**To do**
Copy out each line of the data below in which "EmitOptions" appears.

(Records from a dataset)

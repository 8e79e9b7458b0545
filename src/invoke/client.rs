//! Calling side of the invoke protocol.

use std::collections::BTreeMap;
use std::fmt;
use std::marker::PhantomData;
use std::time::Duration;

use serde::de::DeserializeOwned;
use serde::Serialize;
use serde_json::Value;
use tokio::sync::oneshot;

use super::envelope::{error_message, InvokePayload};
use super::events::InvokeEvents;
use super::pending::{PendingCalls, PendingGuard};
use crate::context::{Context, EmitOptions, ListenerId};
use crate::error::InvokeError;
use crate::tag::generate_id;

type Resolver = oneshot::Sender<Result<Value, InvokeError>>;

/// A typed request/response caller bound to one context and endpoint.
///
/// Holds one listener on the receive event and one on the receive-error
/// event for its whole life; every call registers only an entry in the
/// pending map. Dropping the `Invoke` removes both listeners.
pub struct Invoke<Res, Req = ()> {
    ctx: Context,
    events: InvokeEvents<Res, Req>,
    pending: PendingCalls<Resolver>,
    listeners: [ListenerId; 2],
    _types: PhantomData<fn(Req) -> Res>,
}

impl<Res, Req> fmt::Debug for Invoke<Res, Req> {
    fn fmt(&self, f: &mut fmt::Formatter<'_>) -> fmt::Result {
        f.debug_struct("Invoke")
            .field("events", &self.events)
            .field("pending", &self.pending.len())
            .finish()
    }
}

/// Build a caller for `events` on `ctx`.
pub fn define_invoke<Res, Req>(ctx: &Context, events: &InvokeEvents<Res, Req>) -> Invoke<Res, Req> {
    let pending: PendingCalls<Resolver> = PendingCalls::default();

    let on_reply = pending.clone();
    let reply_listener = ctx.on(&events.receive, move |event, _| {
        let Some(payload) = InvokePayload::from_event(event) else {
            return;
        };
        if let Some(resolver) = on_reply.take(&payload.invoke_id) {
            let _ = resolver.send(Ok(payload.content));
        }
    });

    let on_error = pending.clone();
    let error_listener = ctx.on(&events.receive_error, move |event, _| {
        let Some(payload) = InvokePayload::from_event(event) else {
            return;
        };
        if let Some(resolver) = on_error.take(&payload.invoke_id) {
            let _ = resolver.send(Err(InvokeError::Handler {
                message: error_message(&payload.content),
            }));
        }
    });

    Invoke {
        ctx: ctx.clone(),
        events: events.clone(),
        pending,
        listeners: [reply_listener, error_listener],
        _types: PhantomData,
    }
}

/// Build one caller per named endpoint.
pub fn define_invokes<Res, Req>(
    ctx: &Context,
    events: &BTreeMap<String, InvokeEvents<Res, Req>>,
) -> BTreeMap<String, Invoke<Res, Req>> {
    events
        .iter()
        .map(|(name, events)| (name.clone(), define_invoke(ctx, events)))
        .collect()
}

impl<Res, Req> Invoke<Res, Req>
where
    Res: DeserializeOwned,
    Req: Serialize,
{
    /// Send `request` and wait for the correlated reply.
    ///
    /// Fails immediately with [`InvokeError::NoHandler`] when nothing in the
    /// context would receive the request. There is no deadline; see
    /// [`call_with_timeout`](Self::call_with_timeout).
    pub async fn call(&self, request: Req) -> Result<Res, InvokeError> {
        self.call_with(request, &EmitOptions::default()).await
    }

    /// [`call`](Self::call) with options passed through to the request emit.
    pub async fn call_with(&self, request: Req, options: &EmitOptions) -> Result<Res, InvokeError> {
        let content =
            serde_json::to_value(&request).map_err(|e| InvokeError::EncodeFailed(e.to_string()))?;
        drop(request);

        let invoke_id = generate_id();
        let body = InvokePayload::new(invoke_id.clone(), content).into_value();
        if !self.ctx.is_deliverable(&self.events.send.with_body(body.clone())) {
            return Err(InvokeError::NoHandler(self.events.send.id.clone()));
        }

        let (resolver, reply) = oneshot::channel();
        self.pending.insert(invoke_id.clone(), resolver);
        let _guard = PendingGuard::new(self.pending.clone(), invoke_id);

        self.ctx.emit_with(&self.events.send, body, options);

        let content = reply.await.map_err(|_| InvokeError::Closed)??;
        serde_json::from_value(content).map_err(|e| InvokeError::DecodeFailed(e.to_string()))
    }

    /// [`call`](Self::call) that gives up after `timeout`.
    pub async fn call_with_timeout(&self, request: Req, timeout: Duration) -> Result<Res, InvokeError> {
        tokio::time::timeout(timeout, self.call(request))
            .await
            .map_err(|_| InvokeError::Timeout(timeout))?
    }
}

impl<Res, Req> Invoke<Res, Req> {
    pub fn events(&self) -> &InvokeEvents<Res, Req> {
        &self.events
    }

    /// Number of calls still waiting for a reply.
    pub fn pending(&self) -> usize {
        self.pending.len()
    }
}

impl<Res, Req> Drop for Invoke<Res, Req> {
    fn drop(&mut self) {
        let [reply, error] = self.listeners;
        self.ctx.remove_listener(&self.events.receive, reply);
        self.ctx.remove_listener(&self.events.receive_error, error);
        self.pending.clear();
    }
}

**Result**
use crate::context::{Context, EmitOptions, ListenerId};
        self.call_with(request, &EmitOptions::default()).await
    pub async fn call_with(&self, request: Req, options: &EmitOptions) -> Result<Res, InvokeError> {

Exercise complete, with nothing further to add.